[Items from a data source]
'''

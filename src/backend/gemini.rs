#[cfg(test)]
#[path = "gemini_test.rs"]
mod tests;

use std::time;

use crate::backend::Backend;
use crate::config::user_agent;
use crate::error::ChatError;
use crate::models::{
    ArcEventTx, BackendConnection, BackendPrompt, BackendResponse, Event, Message, Role,
};
use async_trait::async_trait;
use eyre::{Context, Result, bail};
use serde::{Deserialize, Serialize};

/// Gemini is served non-streaming: one `generateContent` call, one full
/// reply. The key travels as a query parameter, not a header.
#[derive(Debug)]
pub struct Gemini {
    alias: String,
    endpoint: String,
    api_key: Option<String>,
    timeout: Option<time::Duration>,
}

#[async_trait]
impl Backend for Gemini {
    fn name(&self) -> &str {
        &self.alias
    }

    async fn get_completion(&self, prompt: BackendPrompt, event_tx: ArcEventTx) -> Result<()> {
        if prompt.model().is_empty() {
            bail!("no model is set");
        }

        let generate_req = GenerateRequest {
            contents: build_contents(&prompt),
            system_instruction: match prompt.system_prompt() {
                "" => None,
                system => Some(Content {
                    role: None,
                    parts: vec![Part {
                        text: system.to_string(),
                    }],
                }),
            },
            generation_config: GenerationConfig {
                temperature: prompt.temperature(),
                max_output_tokens: prompt.max_tokens(),
            },
        };

        let mut params = vec![];
        if let Some(key) = &self.api_key {
            params.push(("key", key));
        }

        let url = reqwest::Url::parse_with_params(
            &format!("{}/models/{}:generateContent", self.endpoint, prompt.model()),
            params.as_slice(),
        )
        .wrap_err("parsing url")?;

        let mut builder = reqwest::Client::new()
            .post(url)
            .header("Content-Type", "application/json")
            .header("User-Agent", user_agent());

        if let Some(timeout) = self.timeout {
            builder = builder.timeout(timeout);
        }

        log::trace!("Sending generate request: {:?}", generate_req);

        let res = tokio::select! {
            _ = prompt.cancel_token().cancelled() => return Err(ChatError::Aborted.into()),
            res = builder.json(&generate_req).send() => {
                res.wrap_err("sending generate request")?
            }
        };

        if !res.status().is_success() {
            let http_code = res.status().as_u16();
            let resp = res.text().await.wrap_err("reading error response")?;
            log::error!("Error response: {}", resp);
            let message = serde_json::from_str::<ErrorResponse>(&resp)
                .map(|e| e.error.message)
                .unwrap_or(resp);
            return Err(ChatError::provider(&self.alias, http_code, message).into());
        }

        let res = tokio::select! {
            _ = prompt.cancel_token().cancelled() => return Err(ChatError::Aborted.into()),
            res = res.json::<GenerateResponse>() => {
                res.wrap_err("parsing generate response")?
            }
        };

        let text = res
            .candidates
            .first()
            .and_then(|c| c.content.parts.first())
            .map(|p| p.text.clone())
            .unwrap_or_default();

        event_tx
            .send(Event::ChatDelta(BackendResponse {
                generation: prompt.generation(),
                model: prompt.model().to_string(),
                text,
                done: false,
            }))
            .await?;
        event_tx
            .send(Event::ChatDelta(BackendResponse {
                generation: prompt.generation(),
                model: prompt.model().to_string(),
                text: String::new(),
                done: true,
            }))
            .await?;
        Ok(())
    }
}

impl Gemini {
    pub fn with_endpoint(mut self, endpoint: &str) -> Self {
        self.endpoint = endpoint.to_string();
        self
    }

    pub fn with_api_key(mut self, api_key: &str) -> Self {
        self.api_key = Some(api_key.to_string());
        self
    }

    pub fn with_alias(mut self, alias: &str) -> Self {
        self.alias = alias.to_string();
        self
    }
}

impl Default for Gemini {
    fn default() -> Self {
        Self {
            alias: "Gemini".to_string(),
            endpoint: "https://generativelanguage.googleapis.com/v1beta".to_string(),
            api_key: None,
            timeout: None,
        }
    }
}

impl From<&BackendConnection> for Gemini {
    fn from(value: &BackendConnection) -> Self {
        let mut gemini = Gemini::default();

        if let Some(endpoint) = value.endpoint() {
            gemini.endpoint = endpoint.to_string();
        }

        if let Some(api_key) = value.api_key() {
            gemini.api_key = Some(api_key.to_string());
        }

        if let Some(alias) = value.alias() {
            gemini.alias = alias.to_string();
        }

        if let Some(timeout) = value.timeout_secs() {
            gemini.timeout = Some(time::Duration::from_secs(timeout as u64));
        }

        gemini
    }
}

fn build_contents(prompt: &BackendPrompt) -> Vec<Content> {
    prompt.turns().iter().map(Content::from).collect()
}

#[derive(Default, Debug, Serialize, Deserialize)]
struct Part {
    text: String,
}

#[derive(Default, Debug, Serialize, Deserialize)]
struct Content {
    #[serde(skip_serializing_if = "Option::is_none")]
    role: Option<String>,
    parts: Vec<Part>,
}

#[derive(Default, Debug, Serialize, Deserialize)]
#[serde(rename_all = "camelCase")]
struct GenerationConfig {
    #[serde(skip_serializing_if = "Option::is_none")]
    temperature: Option<f32>,
    #[serde(skip_serializing_if = "Option::is_none")]
    max_output_tokens: Option<u32>,
}

#[derive(Default, Debug, Serialize, Deserialize)]
#[serde(rename_all = "camelCase")]
struct GenerateRequest {
    contents: Vec<Content>,
    #[serde(skip_serializing_if = "Option::is_none")]
    system_instruction: Option<Content>,
    generation_config: GenerationConfig,
}

#[derive(Default, Debug, Serialize, Deserialize)]
struct Candidate {
    content: Content,
}

#[derive(Default, Debug, Serialize, Deserialize)]
struct GenerateResponse {
    #[serde(default)]
    candidates: Vec<Candidate>,
}

#[derive(Default, Debug, Serialize, Deserialize)]
struct ErrorResponse {
    error: ErrorPayload,
}

#[derive(Default, Debug, Serialize, Deserialize)]
struct ErrorPayload {
    #[serde(default)]
    code: u16,
    message: String,
    #[serde(default)]
    status: String,
}

impl From<&Message> for Content {
    fn from(msg: &Message) -> Self {
        Self {
            role: Some(match msg.role() {
                Role::Assistant => "model".to_string(),
                Role::User | Role::System => "user".to_string(),
            }),
            parts: vec![Part {
                text: msg.content().to_string(),
            }],
        }
    }
}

'''

◆ **Exercise**:
The full set of entries above has to be restated exactly.

◆ **Exercise response**:
filename src/backend/gemini.rs
#[cfg(test)]
#[path = "gemini_test.rs"]
mod tests;

use std::time;

use crate::backend::Backend;
use crate::config::user_agent;
use crate::error::ChatError;
use crate::models::{
    ArcEventTx, BackendConnection, BackendPrompt, BackendResponse, Event, Message, Role,
};
use async_trait::async_trait;
use eyre::{Context, Result, bail};
use serde::{Deserialize, Serialize};

/// Gemini is served non-streaming: one `generateContent` call, one full
/// reply. The key travels as a query parameter, not a header.
#[derive(Debug)]
pub struct Gemini {
    alias: String,
    endpoint: String,
    api_key: Option<String>,
    timeout: Option<time::Duration>,
}

#[async_trait]
impl Backend for Gemini {
    fn name(&self) -> &str {
        &self.alias
    }

    async fn get_completion(&self, prompt: BackendPrompt, event_tx: ArcEventTx) -> Result<()> {
        if prompt.model().is_empty() {
            bail!("no model is set");
        }

        let generate_req = GenerateRequest {
            contents: build_contents(&prompt),
            system_instruction: match prompt.system_prompt() {
                "" => None,
                system => Some(Content {
                    role: None,
                    parts: vec![Part {
                        text: system.to_string(),
                    }],
                }),
            },
            generation_config: GenerationConfig {
                temperature: prompt.temperature(),
                max_output_tokens: prompt.max_tokens(),
            },
        };

        let mut params = vec![];
        if let Some(key) = &self.api_key {
            params.push(("key", key));
        }

        let url = reqwest::Url::parse_with_params(
            &format!("{}/models/{}:generateContent", self.endpoint, prompt.model()),
            params.as_slice(),
        )
        .wrap_err("parsing url")?;

        let mut builder = reqwest::Client::new()
            .post(url)
            .header("Content-Type", "application/json")
            .header("User-Agent", user_agent());

        if let Some(timeout) = self.timeout {
            builder = builder.timeout(timeout);
        }

        log::trace!("Sending generate request: {:?}", generate_req);

        let res = tokio::select! {
            _ = prompt.cancel_token().cancelled() => return Err(ChatError::Aborted.into()),
            res = builder.json(&generate_req).send() => {
                res.wrap_err("sending generate request")?
            }
        };

        if !res.status().is_success() {
            let http_code = res.status().as_u16();
            let resp = res.text().await.wrap_err("reading error response")?;
            log::error!("Error response: {}", resp);
            let message = serde_json::from_str::<ErrorResponse>(&resp)
                .map(|e| e.error.message)
                .unwrap_or(resp);
            return Err(ChatError::provider(&self.alias, http_code, message).into());
        }

        let res = tokio::select! {
            _ = prompt.cancel_token().cancelled() => return Err(ChatError::Aborted.into()),
            res = res.json::<GenerateResponse>() => {
                res.wrap_err("parsing generate response")?
            }
        };

        let text = res
            .candidates
            .first()
            .and_then(|c| c.content.parts.first())
            .map(|p| p.text.clone())
            .unwrap_or_default();

        event_tx
            .send(Event::ChatDelta(BackendResponse {
                generation: prompt.generation(),
                model: prompt.model().to_string(),
                text,
                done: false,
            }))
            .await?;
        event_tx
            .send(Event::ChatDelta(BackendResponse {
                generation: prompt.generation(),
                model: prompt.model().to_string(),
                text: String::new(),
                done: true,
            }))
            .await?;
        Ok(())
    }
}

impl Gemini {
    pub fn with_endpoint(mut self, endpoint: &str) -> Self {
        self.endpoint = endpoint.to_string();
        self
    }

    pub fn with_api_key(mut self, api_key: &str) -> Self {
        self.api_key = Some(api_key.to_string());
        self
    }

    pub fn with_alias(mut self, alias: &str) -> Self {
        self.alias = alias.to_string();
        self
    }
}

impl Default for Gemini {
    fn default() -> Self {
        Self {
            alias: "Gemini".to_string(),
            endpoint: "https://generativelanguage.googleapis.com/v1beta".to_string(),
            api_key: None,
            timeout: None,
        }
    }
}

impl From<&BackendConnection> for Gemini {
    fn from(value: &BackendConnection) -> Self {
        let mut gemini = Gemini::default();

        if let Some(endpoint) = value.endpoint() {
            gemini.endpoint = endpoint.to_string();
        }

        if let Some(api_key) = value.api_key() {
            gemini.api_key = Some(api_key.to_string());
        }

        if let Some(alias) = value.alias() {
            gemini.alias = alias.to_string();
        }

        if let Some(timeout) = value.timeout_secs() {
            gemini.timeout = Some(time::Duration::from_secs(timeout as u64));
        }

        gemini
    }
}

fn build_contents(prompt: &BackendPrompt) -> Vec<Content> {
    prompt.turns().iter().map(Content::from).collect()
}

#[derive(Default, Debug, Serialize, Deserialize)]
struct Part {
    text: String,
}

#[derive(Default, Debug, Serialize, Deserialize)]
struct Content {
    #[serde(skip_serializing_if = "Option::is_none")]
    role: Option<String>,
    parts: Vec<Part>,
}

#[derive(Default, Debug, Serialize, Deserialize)]
#[serde(rename_all = "camelCase")]
struct GenerationConfig {
    #[serde(skip_serializing_if = "Option::is_none")]
    temperature: Option<f32>,
    #[serde(skip_serializing_if = "Option::is_none")]
    max_output_tokens: Option<u32>,
}

#[derive(Default, Debug, Serialize, Deserialize)]
#[serde(rename_all = "camelCase")]
struct GenerateRequest {
    contents: Vec<Content>,
    #[serde(skip_serializing_if = "Option::is_none")]
    system_instruction: Option<Content>,
    generation_config: GenerationConfig,
}

#[derive(Default, Debug, Serialize, Deserialize)]
struct Candidate {
    content: Content,
}

#[derive(Default, Debug, Serialize, Deserialize)]
struct GenerateResponse {
    #[serde(default)]
    candidates: Vec<Candidate>,
}

#[derive(Default, Debug, Serialize, Deserialize)]
struct ErrorResponse {
    error: ErrorPayload,
}

#[derive(Default, Debug, Serialize, Deserialize)]
struct ErrorPayload {
    #[serde(default)]
    code: u16,
    message: String,
    #[serde(default)]
    status: String,
}

impl From<&Message> for Content {
    fn from(msg: &Message) -> Self {
        Self {
            role: Some(match msg.role() {
                Role::Assistant => "model".to_string(),
                Role::User | Role::System => "user".to_string(),
            }),
            parts: vec![Part {
                text: msg.content().to_string(),
            }],
        }
    }
}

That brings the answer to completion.